WHAT NEEDS TO BE DONE: Your task is to repeat exactly the lines below between the line holding "(40 hex characters)" and the line holding "the top-level graft.yaml", inclusive, and only those.

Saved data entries
::::
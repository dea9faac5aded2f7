use clap::Parser;

/// Arguments for status command
#[derive(Parser, Debug)]
#[command(after_help = "EXAMPLES:\n  \
                  Show every locked dependency:\n    graft status\n\n\
                  Show one dependency:\n    graft status meta-kb")]
pub struct StatusArgs {
    /// Only show this dependency
    pub name: Option<String>,
}
//! CLI definitions using clap derive API
//!
//! This module is organized into submodules for each command's argument types:
//! - apply: Apply command arguments
//! - status: Status command arguments
//! - upgrade: Upgrade command arguments
//! - validate: Validate command arguments
//! - completions: Completions command arguments

use clap::builder::{Styles, styling::AnsiColor};
use clap::{Parser, Subcommand};
use std::path::PathBuf;

use crate::config::settings::{
    DEFAULT_COMMAND_TIMEOUT_SECS, DEFAULT_FETCH_TIMEOUT_SECS, DEFAULT_GIT_TIMEOUT_SECS,
};
use crate::config::{Settings, Timeouts};

pub mod apply;
pub mod completions;
pub mod status;
pub mod upgrade;
pub mod validate;

pub use apply::ApplyArgs;
pub use completions::CompletionsArgs;
pub use status::StatusArgs;
pub use upgrade::UpgradeArgs;
pub use validate::{ValidateArgs, ValidateScope};

/// graft - git-backed dependency manager
///
/// Pin knowledge repositories to exact commits and upgrade them atomically.
#[derive(Parser, Debug)]
#[command(
    name = "graft",
    author,
    version,
    color = clap::ColorChoice::Auto,
    styles = Styles::styled()
        .header(AnsiColor::Green.on_default().bold())
        .usage(AnsiColor::Green.on_default().bold())
        .literal(AnsiColor::Cyan.on_default().bold())
        .placeholder(AnsiColor::Cyan.on_default()),
    about = "Git-backed dependency manager with atomic upgrades",
    long_about = "graft resolves the git dependencies declared in graft.yaml (and their own \
                  graft.yaml files) into graft.lock, and upgrades them with migration and \
                  verification commands that roll back on failure.",
    after_help = "\x1b[1m\x1b[32mExamples:\x1b[0m\n   \
                  graft resolve                          \x1b[90m# Resolve graft.yaml into graft.lock\x1b[0m\n   \
                  graft status                           \x1b[90m# Show locked dependencies\x1b[0m\n   \
                  graft upgrade meta-kb --to v2.0.0      \x1b[90m# Upgrade with migration and rollback\x1b[0m\n   \
                  graft apply meta-kb --to main          \x1b[90m# Re-pin without running commands\x1b[0m\n   \
                  graft validate integrity               \x1b[90m# Compare checkouts with graft.lock\x1b[0m\n\n\
                  "
)]
pub struct Cli {
    /// Workspace directory (defaults to the nearest directory with graft.yaml)
    #[arg(long, short = 'w', global = true, env = "GRAFT_WORKSPACE")]
    pub workspace: Option<PathBuf>,

    /// Enable verbose output
    #[arg(long, short = 'v', global = true)]
    pub verbose: bool,

    /// Timeout in seconds for remote ref queries
    #[arg(
        long,
        global = true,
        value_name = "SECS",
        env = "GRAFT_GIT_TIMEOUT",
        default_value_t = DEFAULT_GIT_TIMEOUT_SECS
    )]
    pub git_timeout: u64,

    /// Timeout in seconds for clones and fetches
    #[arg(
        long,
        global = true,
        value_name = "SECS",
        env = "GRAFT_FETCH_TIMEOUT",
        default_value_t = DEFAULT_FETCH_TIMEOUT_SECS
    )]
    pub fetch_timeout: u64,

    /// Timeout in seconds for migration and verification commands
    #[arg(
        long,
        global = true,
        value_name = "SECS",
        env = "GRAFT_COMMAND_TIMEOUT",
        default_value_t = DEFAULT_COMMAND_TIMEOUT_SECS
    )]
    pub command_timeout: u64,

    #[command(subcommand)]
    pub command: Commands,
}

impl Cli {
    /// Runtime settings from the global options
    pub fn settings(&self) -> Settings {
        Settings {
            workspace: self.workspace.clone(),
            timeouts: Timeouts::from_secs(self.git_timeout, self.fetch_timeout, self.command_timeout),
            verbose: self.verbose,
        }
    }
}

#[derive(Subcommand, Debug)]
pub enum Commands {
    /// Resolve graft.yaml into graft.lock
    Resolve,

    /// Point a dependency at another ref without running commands
    Apply(ApplyArgs),

    /// Show locked dependencies
    Status(StatusArgs),

    /// Upgrade a dependency, running its migration and verification
    Upgrade(UpgradeArgs),

    /// Check graft.yaml, graft.lock and the checkouts
    Validate(ValidateArgs),

    /// Show version information
    #[command(hide = true)]
    Version,

    /// Generate shell completions
    Completions(CompletionsArgs),
}
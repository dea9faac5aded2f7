//! High-level graft operations
//!
//! This module provides the workflows behind the mutating commands:
//! - `resolve`: full resolution of graft.yaml into graft.lock
//! - `apply`: re-pin one dependency, no commands run
//! - `upgrade`: snapshot, migrate, verify, re-pin, roll back on failure
//!
//! They coordinate with:
//! - Resolver: dependency resolution (from resolver module)
//! - Snapshot: rollback of the lock file (from snapshot module)
//! - Exec: migration and verification commands (from exec module)

pub mod apply;
pub mod context;
pub mod resolve;
pub mod upgrade;

pub use context::OperationContext;
pub use upgrade::{UpgradeOperation, UpgradeOptions};
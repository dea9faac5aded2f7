//! On-disk shape of graft.yaml

use std::collections::BTreeMap;

use serde::Deserialize;

use super::change::RawChange;
use super::command::RawCommand;
use super::dependency::RawDependency;

/// graft.yaml as written by the user; maps may be absent or null
#[derive(Debug, Deserialize)]
pub(crate) struct RawGraftConfig {
    #[serde(rename = "apiVersion", default)]
    pub api_version: Option<String>,
    #[serde(default)]
    pub metadata: Option<BTreeMap<String, serde_yaml::Value>>,
    #[serde(default)]
    pub deps: Option<BTreeMap<String, RawDependency>>,
    #[serde(default)]
    pub changes: Option<BTreeMap<String, RawChange>>,
    #[serde(default)]
    pub commands: Option<BTreeMap<String, RawCommand>>,
}
//! `LockEntry` struct for the lock file
//!
//! A resolved dependency. Entries are value objects: every update returns
//! a new entry instead of mutating in place.

use chrono::{DateTime, SecondsFormat, Utc};
use serde::{Serialize, Serializer};

use crate::config::graft::DependencySpec;

/// Label used when the requirer is the top-level declaration
pub const ROOT_REQUIRER: &str = "graft.yaml";

/// A resolved dependency in the lock file
#[derive(Debug, Clone, PartialEq, Eq, Serialize)]
pub struct LockEntry {
    /// Repository URL
    pub source: String,

    /// Ref as declared (branch, tag, or commit)
    #[serde(rename = "ref")]
    pub git_ref: String,

    /// Resolved commit (40 hex characters)
    pub commit: String,

    /// Refreshed on every successful resolution
    #[serde(serialize_with = "serialize_timestamp")]
    pub consumed_at: DateTime<Utc>,

    /// Declared in the top-level graft.yaml
    pub direct: bool,

    /// Names this entry's own declaration lists (sorted)
    pub requires: Vec<String>,

    /// Names of entries that pulled this one in (sorted)
    pub required_by: Vec<String>,
}

fn serialize_timestamp<S>(ts: &DateTime<Utc>, serializer: S) -> std::result::Result<S::Ok, S::Error>
where
    S: Serializer,
{
    serializer.serialize_str(&format_timestamp(ts))
}

/// RFC 3339, UTC, with only as many fractional digits as needed
pub fn format_timestamp(ts: &DateTime<Utc>) -> String {
    ts.to_rfc3339_opts(SecondsFormat::AutoSi, true)
}

/// Exactly 40 hex characters
pub fn is_commit_hash(value: &str) -> bool {
    value.len() == 40 && value.chars().all(|c| c.is_ascii_hexdigit())
}

fn insert_sorted(list: &[String], name: &str) -> Vec<String> {
    let mut list = list.to_vec();
    if let Err(pos) = list.binary_search_by(|n| n.as_str().cmp(name)) {
        list.insert(pos, name.to_string());
    }
    list
}

impl LockEntry {
    /// New entry for a freshly resolved dependency
    pub fn new(
        spec: &DependencySpec,
        commit: impl Into<String>,
        consumed_at: DateTime<Utc>,
        direct: bool,
    ) -> Self {
        Self {
            source: spec.source.clone(),
            git_ref: spec.git_ref.clone(),
            commit: commit.into(),
            consumed_at,
            direct,
            requires: Vec::new(),
            required_by: Vec::new(),
        }
    }

    pub fn with_requires<I, S>(self, requires: I) -> Self
    where
        I: IntoIterator<Item = S>,
        S: Into<String>,
    {
        let mut requires: Vec<String> = requires.into_iter().map(Into::into).collect();
        requires.sort();
        requires.dedup();
        Self { requires, ..self }
    }

    /// Record another dependent; idempotent
    pub fn with_dependent(self, parent: &str) -> Self {
        let required_by = insert_sorted(&self.required_by, parent);
        Self {
            required_by,
            ..self
        }
    }

    pub fn without_dependent(self, parent: &str) -> Self {
        let required_by = self
            .required_by
            .iter()
            .filter(|n| n.as_str() != parent)
            .cloned()
            .collect();
        Self {
            required_by,
            ..self
        }
    }

    pub fn with_direct(self, direct: bool) -> Self {
        Self { direct, ..self }
    }

    /// Same entry pinned to another ref/commit
    pub fn with_version(
        self,
        git_ref: impl Into<String>,
        commit: impl Into<String>,
        consumed_at: DateTime<Utc>,
    ) -> Self {
        Self {
            git_ref: git_ref.into(),
            commit: commit.into(),
            consumed_at,
            ..self
        }
    }

    #[cfg(test)]
    pub fn with_consumed_at(self, consumed_at: DateTime<Utc>) -> Self {
        Self {
            consumed_at,
            ..self
        }
    }

    /// `source#ref`
    pub fn version(&self) -> String {
        format!("{}#{}", self.source, self.git_ref)
    }

    /// Whether a declaration asks for exactly this source and ref
    pub fn satisfies(&self, spec: &DependencySpec) -> bool {
        self.source == spec.source && self.git_ref == spec.git_ref
    }

    /// Declaration spec equivalent to this entry
    pub fn spec(&self, name: &str) -> DependencySpec {
        DependencySpec::new(name, self.source.clone(), self.git_ref.clone())
    }

    /// Whoever first required this entry, for conflict reports
    pub fn requirer(&self) -> &str {
        if self.direct {
            return ROOT_REQUIRER;
        }
        self.required_by
            .first()
            .map_or(ROOT_REQUIRER, String::as_str)
    }

    /// First 10 characters of the commit for display
    pub fn short_commit(&self) -> &str {
        self.commit.get(..10).unwrap_or(&self.commit)
    }
}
::::
EXPECTED OUTPUT:
    /// Resolved commit (40 hex characters)
    pub commit: String,

    /// Refreshed on every successful resolution
    #[serde(serialize_with = "serialize_timestamp")]
    pub consumed_at: DateTime<Utc>,

    /// Declared in the top-level graft.yaml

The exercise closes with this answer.